Deutschlands drittgrößter Stromversorger Energie Baden-Württemberg (EnBW) greift Insidern zufolge nach dem ostdeutschen Gaslieferanten VNG Verbundnetz Gas. Das Karlsruher Unternehmen wolle den milliardenschweren Anteil des Oldenburger Regionalversorgers EWE von 74,2 Prozent an der VNG übernehmen, sagten drei mit den Plänen vertraute Personen am Freitag der Nachrichtenagentur Reuters. Im Gegenzug will EnBW seine 26-Prozent-Beteiligung an der EWE zurückgeben. EnBW-Vorstandschef Frank Mastiaux könnte damit einen seit Jahren brodelnden Konfliktherd löschen, denn die drei Unternehmen hatten sich nach dem Einstieg der EnBW bei EWE vor sechs Jahren zerstritten.

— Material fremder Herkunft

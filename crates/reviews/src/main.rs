//! Souk Reviews - product review and moderation service.
//!
//! This binary serves the reviews API on port 7004.
//!
//! # Architecture
//!
//! - Axum web framework with JSON request/response bodies
//! - SQLite via sqlx for local persistence (`reviews.db`)
//! - HS256 JWT bearer tokens; Argon2id password hashes
//! - Reviews move through a flag-then-moderate state machine
//!
//! Each Souk service owns its own database file; there is no shared storage
//! between services.

#![cfg_attr(not(test), forbid(unsafe_code))]

use axum::extract::State;
use axum::http::StatusCode;
use axum::{Router, routing::get};
use tower_http::cors::CorsLayer;
use tower_http::trace::TraceLayer;

mod auth;
mod config;
mod db;
mod error;
mod models;
mod routes;
mod state;

use config::ReviewsConfig;
use state::AppState;
use tracing_subscriber::{layer::SubscriberExt, util::SubscriberInitExt};

#[tokio::main]
async fn main() {
    // Initialize tracing with EnvFilter
    // Defaults to info level for our crate if RUST_LOG is not set
    let env_filter = tracing_subscriber::EnvFilter::try_from_default_env()
        .unwrap_or_else(|_| "souk_reviews=info,tower_http=debug".into());

    tracing_subscriber::registry()
        .with(env_filter)
        .with(tracing_subscriber::fmt::layer())
        .init();

    // Load configuration from environment (fails fast on a missing or short
    // JWT secret)
    let config = ReviewsConfig::from_env().expect("Failed to load configuration");

    // Initialize database connection pool and schema
    let pool = db::create_pool(&config.database_url)
        .await
        .expect("Failed to create database pool");
    db::init_schema(&pool)
        .await
        .expect("Failed to initialize database schema");
    tracing::info!("Database pool created");

    // Build application state
    let state = AppState::new(config.clone(), pool);

    // Build router
    let app = Router::new()
        .route("/health", get(health))
        .route("/health/ready", get(readiness))
        .merge(routes::routes())
        .layer(TraceLayer::new_for_http())
        .layer(CorsLayer::permissive())
        .with_state(state);

    // Start server
    let addr = config.socket_addr();
    tracing::info!("reviews service listening on {}", addr);

    let listener = tokio::net::TcpListener::bind(addr)
        .await
        .expect("Failed to bind to address");

    axum::serve(listener, app)
        .with_graceful_shutdown(shutdown_signal())
        .await
        .expect("Server error");
}

/// Liveness health check endpoint.
///
/// Returns "ok" if the server is running. Does not check dependencies.
async fn health() -> &'static str {
    "ok"
}

/// Readiness health check endpoint.
///
/// Verifies database connectivity before returning OK.
/// Returns 503 Service Unavailable if the database is not reachable.
async fn readiness(State(state): State<AppState>) -> StatusCode {
    match sqlx::query("SELECT 1").fetch_one(state.pool()).await {
        Ok(_) => StatusCode::OK,
        Err(_) => StatusCode::SERVICE_UNAVAILABLE,
    }
}

/// Wait for shutdown signal (Ctrl+C or SIGTERM).
async fn shutdown_signal() {
    let ctrl_c = async {
        tokio::signal::ctrl_c()
            .await
            .expect("Failed to install Ctrl+C handler");
    };

    #[cfg(unix)]
    let terminate = async {
        tokio::signal::unix::signal(tokio::signal::unix::SignalKind::terminate())
            .expect("Failed to install signal handler")
            .recv()
            .await;
    };

    #[cfg(not(unix))]
    let terminate = std::future::pending::<()>();

    tokio::select! {
        () = ctrl_c => {},
        () = terminate => {},
    }

    tracing::info!("Shutdown signal received, starting graceful shutdown");
}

„Mastiaux will den Knoten durchschlagen“, sagte einer der Insider. Der EnBW-Chef baut den Versorger aus dem Südwesten, der traditionell stark auf Atomkraft gesetzt hatte, mit Blick auf die Energiewende um. Er habe seit einem Jahr an dem Deal gearbeitet. Der Beteiligungstausch wäre ein Baustein seiner Strategie, unter anderem das Erdgas-Geschäft auszubauen. 2014 hatte er bereits das vorher zusammen mit der italienischen ENI betriebene Fernleitungsnetz Terranets BW komplett erworben. Die VNG ist mit einem Umsatz von mehr als zehn Milliarden Euro einer der drei größten Importeure von Erdgas nach Deutschland und verteilt es an andere Versorger und Stadtwerke weiter.
Die EnBW hat sich im Ringen um die VNG offenbar gegen den Leipziger Regionalversorger LVV durchgesetzt, der bereits 7,5 Prozent an VNG hält. Er hatte mit finanzieller Unterstützung des australischen Infrastruktur-Investors Macquarie 1,1 Milliarden Euro geboten. Bei dem Anteilstausch mit EWE wird das VNG-Paket zwei Insidern zufolge mit rund 1,5 Milliarden Euro bewertet. "Das rechnet sich in etwa auf. Viel Geld wird bei der komplexen Transaktion nicht fließen", sagte einer von ihnen. EnBW hatte 2009 zwei Milliarden Euro für die Sperrminorität an EWE bezahlt. Der Oldenburger Konzern, ebenfalls überwiegend in kommunalem Besitz, ist mit acht Milliarden Euro Umsatz einer der fünf größten deutschen Versorger.
Der Beteiligungstausch könnte noch am Freitag bekanntgegeben werden, sagten zwei Insider. Vorher müssten aber mehrere Gremien der Transaktion zustimmen. Mehrere ostdeutsche Kommunen, darunter die LVV, bleiben an der Leipziger VNG mit 25,8 Prozent beteiligt. EnBW, EWE und VNG wollten sich zu den Informationen nicht äußern.
Die ursprünglich mit knapp 48 Prozent an der VNG beteiligte EWE hatte seit dem vergangenen Jahr die Anteile der BASF-Tochter Wintershall und der russischen Gazprom dazu erworben und sich damit eine bessere Verhandlungsposition verschafft. EWE hatte mit der EnBW bereits 2009 einen Verkauf der damaligen Beteiligung an den neuen Großaktionär vereinbart. Doch die kommunalen VNG-Miteigentümer sperrten sich gegen die 1,2 Milliarden Euro schwere Transaktion.